-- Opening Marker --

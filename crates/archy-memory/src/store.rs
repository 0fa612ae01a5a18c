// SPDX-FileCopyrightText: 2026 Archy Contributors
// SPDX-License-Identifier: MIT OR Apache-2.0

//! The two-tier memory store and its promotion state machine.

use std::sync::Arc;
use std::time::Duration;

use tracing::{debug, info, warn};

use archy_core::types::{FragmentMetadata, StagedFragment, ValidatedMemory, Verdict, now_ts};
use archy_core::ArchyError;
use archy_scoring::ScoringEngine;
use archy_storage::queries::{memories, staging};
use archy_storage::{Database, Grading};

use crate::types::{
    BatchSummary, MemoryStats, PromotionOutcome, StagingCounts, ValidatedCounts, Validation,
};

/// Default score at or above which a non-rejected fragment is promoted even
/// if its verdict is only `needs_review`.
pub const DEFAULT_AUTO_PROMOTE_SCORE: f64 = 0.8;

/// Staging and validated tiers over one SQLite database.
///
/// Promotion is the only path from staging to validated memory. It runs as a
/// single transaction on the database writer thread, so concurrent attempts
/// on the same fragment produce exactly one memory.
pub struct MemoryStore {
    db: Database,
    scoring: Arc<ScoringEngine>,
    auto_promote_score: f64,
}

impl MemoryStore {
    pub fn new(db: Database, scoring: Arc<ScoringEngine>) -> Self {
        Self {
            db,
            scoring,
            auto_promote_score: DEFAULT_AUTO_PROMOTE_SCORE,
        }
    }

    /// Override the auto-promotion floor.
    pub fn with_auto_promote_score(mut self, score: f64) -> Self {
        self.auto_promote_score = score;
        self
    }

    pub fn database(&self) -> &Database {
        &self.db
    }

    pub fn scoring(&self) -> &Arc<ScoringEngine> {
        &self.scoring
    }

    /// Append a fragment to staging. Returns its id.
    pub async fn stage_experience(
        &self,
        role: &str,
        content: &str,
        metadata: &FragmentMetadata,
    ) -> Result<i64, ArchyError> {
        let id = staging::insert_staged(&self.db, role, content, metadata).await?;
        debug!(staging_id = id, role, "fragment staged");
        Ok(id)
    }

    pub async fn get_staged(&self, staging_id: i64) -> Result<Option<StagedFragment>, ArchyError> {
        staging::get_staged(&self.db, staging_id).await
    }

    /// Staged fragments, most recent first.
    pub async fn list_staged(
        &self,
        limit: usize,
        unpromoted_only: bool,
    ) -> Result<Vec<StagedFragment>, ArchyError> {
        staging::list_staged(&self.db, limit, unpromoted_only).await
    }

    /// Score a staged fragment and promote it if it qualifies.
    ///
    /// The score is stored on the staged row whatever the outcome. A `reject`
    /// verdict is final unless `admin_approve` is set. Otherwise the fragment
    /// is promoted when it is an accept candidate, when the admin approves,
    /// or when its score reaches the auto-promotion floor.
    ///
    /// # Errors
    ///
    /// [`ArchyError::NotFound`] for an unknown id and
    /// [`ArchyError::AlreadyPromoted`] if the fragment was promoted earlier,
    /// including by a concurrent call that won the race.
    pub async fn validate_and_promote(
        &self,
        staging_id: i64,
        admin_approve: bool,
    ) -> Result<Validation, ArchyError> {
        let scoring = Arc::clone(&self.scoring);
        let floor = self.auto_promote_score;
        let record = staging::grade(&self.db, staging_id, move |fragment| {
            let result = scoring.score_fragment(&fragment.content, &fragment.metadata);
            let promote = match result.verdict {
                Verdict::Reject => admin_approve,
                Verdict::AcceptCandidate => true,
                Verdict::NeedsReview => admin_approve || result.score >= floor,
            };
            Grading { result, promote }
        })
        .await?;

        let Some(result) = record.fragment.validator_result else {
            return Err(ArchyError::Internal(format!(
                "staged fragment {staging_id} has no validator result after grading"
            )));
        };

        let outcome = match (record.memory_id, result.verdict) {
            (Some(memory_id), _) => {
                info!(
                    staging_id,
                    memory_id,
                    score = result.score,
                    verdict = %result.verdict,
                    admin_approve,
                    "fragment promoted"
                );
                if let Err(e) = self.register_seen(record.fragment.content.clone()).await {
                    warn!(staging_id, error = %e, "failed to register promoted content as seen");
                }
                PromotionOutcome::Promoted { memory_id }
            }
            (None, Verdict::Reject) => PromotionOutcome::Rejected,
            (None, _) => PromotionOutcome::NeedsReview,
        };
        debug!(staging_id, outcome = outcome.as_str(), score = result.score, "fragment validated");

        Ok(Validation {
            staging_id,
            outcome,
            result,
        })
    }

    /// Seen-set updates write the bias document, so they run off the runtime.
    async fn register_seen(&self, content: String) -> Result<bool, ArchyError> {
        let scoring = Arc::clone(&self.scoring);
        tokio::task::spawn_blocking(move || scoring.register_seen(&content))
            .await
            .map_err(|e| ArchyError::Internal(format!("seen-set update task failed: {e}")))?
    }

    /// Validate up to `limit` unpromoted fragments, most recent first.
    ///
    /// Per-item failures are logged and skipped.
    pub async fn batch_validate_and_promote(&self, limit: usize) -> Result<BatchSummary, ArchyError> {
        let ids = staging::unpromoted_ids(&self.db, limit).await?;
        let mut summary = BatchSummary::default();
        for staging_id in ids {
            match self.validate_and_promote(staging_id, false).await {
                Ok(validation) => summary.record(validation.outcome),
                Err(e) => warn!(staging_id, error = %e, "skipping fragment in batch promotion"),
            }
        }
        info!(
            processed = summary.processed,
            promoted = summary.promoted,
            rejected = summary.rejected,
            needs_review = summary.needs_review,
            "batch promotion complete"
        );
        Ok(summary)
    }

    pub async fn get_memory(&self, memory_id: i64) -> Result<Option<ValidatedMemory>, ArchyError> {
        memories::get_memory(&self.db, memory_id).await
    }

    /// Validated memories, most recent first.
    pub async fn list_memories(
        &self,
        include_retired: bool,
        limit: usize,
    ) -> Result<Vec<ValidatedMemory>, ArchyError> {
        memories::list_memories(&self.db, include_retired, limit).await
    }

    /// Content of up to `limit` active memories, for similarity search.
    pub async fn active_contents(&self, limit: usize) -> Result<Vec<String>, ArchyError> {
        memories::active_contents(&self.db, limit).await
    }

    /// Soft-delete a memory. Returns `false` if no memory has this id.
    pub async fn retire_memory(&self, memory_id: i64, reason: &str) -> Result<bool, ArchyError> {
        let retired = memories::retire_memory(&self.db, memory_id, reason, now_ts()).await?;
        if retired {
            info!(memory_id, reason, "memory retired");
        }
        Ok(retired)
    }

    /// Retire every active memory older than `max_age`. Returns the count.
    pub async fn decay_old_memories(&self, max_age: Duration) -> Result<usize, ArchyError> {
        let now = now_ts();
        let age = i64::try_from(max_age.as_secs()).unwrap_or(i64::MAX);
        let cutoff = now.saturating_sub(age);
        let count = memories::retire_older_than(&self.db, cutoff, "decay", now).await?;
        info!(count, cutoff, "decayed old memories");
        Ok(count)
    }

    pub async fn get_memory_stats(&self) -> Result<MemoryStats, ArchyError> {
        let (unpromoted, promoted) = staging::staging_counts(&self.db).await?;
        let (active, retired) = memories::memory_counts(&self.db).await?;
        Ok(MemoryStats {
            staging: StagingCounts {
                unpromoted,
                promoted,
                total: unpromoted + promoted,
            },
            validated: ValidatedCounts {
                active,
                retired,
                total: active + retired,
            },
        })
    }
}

-- Closing Marker --
-- Opening Marker --

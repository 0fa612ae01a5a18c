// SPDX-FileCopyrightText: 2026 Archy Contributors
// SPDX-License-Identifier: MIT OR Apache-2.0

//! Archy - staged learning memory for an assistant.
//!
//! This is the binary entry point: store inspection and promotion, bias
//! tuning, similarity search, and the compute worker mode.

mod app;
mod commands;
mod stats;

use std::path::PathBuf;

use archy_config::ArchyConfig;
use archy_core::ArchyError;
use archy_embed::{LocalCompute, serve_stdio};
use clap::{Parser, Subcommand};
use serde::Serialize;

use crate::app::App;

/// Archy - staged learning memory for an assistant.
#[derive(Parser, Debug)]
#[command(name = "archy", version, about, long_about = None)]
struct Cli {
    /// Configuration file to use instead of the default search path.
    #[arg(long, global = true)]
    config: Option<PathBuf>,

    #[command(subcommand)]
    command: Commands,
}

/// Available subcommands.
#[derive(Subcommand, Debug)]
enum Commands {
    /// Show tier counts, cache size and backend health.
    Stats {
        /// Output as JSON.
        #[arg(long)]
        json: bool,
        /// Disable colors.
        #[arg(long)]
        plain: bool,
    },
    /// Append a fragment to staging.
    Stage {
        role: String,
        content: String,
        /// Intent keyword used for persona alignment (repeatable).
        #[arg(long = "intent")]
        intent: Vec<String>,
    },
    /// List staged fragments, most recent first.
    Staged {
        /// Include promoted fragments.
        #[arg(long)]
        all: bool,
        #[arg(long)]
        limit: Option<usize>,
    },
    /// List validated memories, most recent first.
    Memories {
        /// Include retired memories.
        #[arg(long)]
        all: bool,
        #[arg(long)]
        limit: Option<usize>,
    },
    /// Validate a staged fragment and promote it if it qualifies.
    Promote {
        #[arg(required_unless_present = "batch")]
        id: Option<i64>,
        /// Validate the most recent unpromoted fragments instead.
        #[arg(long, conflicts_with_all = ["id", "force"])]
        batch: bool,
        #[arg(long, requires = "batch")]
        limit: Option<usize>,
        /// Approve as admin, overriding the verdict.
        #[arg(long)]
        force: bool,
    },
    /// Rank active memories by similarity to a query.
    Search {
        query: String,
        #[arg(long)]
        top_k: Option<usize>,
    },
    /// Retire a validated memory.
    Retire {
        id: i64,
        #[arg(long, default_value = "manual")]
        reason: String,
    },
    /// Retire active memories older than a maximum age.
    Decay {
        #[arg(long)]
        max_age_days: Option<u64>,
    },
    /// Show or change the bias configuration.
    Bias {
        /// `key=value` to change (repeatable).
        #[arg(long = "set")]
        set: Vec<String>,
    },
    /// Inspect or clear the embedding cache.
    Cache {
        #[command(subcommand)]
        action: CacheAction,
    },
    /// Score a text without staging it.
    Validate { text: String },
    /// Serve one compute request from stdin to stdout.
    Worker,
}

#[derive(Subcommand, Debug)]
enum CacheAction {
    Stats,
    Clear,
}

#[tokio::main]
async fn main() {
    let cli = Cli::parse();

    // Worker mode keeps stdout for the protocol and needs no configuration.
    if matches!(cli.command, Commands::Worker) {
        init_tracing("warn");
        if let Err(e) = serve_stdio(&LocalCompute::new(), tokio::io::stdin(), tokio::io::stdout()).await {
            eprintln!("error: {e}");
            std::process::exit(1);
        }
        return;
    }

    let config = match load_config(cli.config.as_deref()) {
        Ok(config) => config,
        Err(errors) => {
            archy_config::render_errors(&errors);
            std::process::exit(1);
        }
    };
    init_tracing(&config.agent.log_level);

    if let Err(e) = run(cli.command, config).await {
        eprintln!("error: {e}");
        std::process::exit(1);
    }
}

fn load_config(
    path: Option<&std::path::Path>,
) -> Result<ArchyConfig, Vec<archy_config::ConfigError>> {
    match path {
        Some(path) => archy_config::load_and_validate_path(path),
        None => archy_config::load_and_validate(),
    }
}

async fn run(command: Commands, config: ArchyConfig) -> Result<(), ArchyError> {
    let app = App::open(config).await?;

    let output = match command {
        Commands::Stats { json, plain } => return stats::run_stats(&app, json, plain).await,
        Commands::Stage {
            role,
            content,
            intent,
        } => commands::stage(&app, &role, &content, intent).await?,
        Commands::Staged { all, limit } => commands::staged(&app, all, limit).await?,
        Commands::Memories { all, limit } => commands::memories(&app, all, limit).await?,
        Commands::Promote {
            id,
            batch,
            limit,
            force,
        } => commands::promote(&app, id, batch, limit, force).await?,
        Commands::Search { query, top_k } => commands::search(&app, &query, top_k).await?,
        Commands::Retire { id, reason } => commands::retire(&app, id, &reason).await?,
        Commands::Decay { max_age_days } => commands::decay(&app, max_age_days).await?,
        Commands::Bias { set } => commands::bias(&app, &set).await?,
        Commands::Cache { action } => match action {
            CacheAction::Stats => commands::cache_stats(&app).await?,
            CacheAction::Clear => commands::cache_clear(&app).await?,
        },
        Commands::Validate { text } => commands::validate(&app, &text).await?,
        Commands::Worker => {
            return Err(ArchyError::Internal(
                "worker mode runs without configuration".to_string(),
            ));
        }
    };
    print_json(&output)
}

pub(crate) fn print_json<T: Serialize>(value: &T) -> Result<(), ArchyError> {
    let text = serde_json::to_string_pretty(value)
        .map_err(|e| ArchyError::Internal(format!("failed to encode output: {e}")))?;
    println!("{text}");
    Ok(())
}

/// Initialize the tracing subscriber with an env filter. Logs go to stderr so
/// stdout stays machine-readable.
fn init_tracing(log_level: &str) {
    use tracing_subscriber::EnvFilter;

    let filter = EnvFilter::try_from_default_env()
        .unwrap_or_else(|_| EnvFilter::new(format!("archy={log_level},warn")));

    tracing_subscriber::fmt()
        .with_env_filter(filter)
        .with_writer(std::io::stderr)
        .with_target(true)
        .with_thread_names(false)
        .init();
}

-- Closing Marker --

> **Aim of the exercise**
Copy the stretch of the records above that runs from the line with "pub fn scoring(&self)" through the line with "-> Result<i64, ArchyError>". Both end lines belong in the copy, and nothing else does.

> **Exercise response**
    pub fn scoring(&self) -> &Arc<ScoringEngine> {
        &self.scoring
    }

    /// Append a fragment to staging. Returns its id.
    pub async fn stage_experience(
        &self,
        role: &str,
        content: &str,
        metadata: &FragmentMetadata,
    ) -> Result<i64, ArchyError> {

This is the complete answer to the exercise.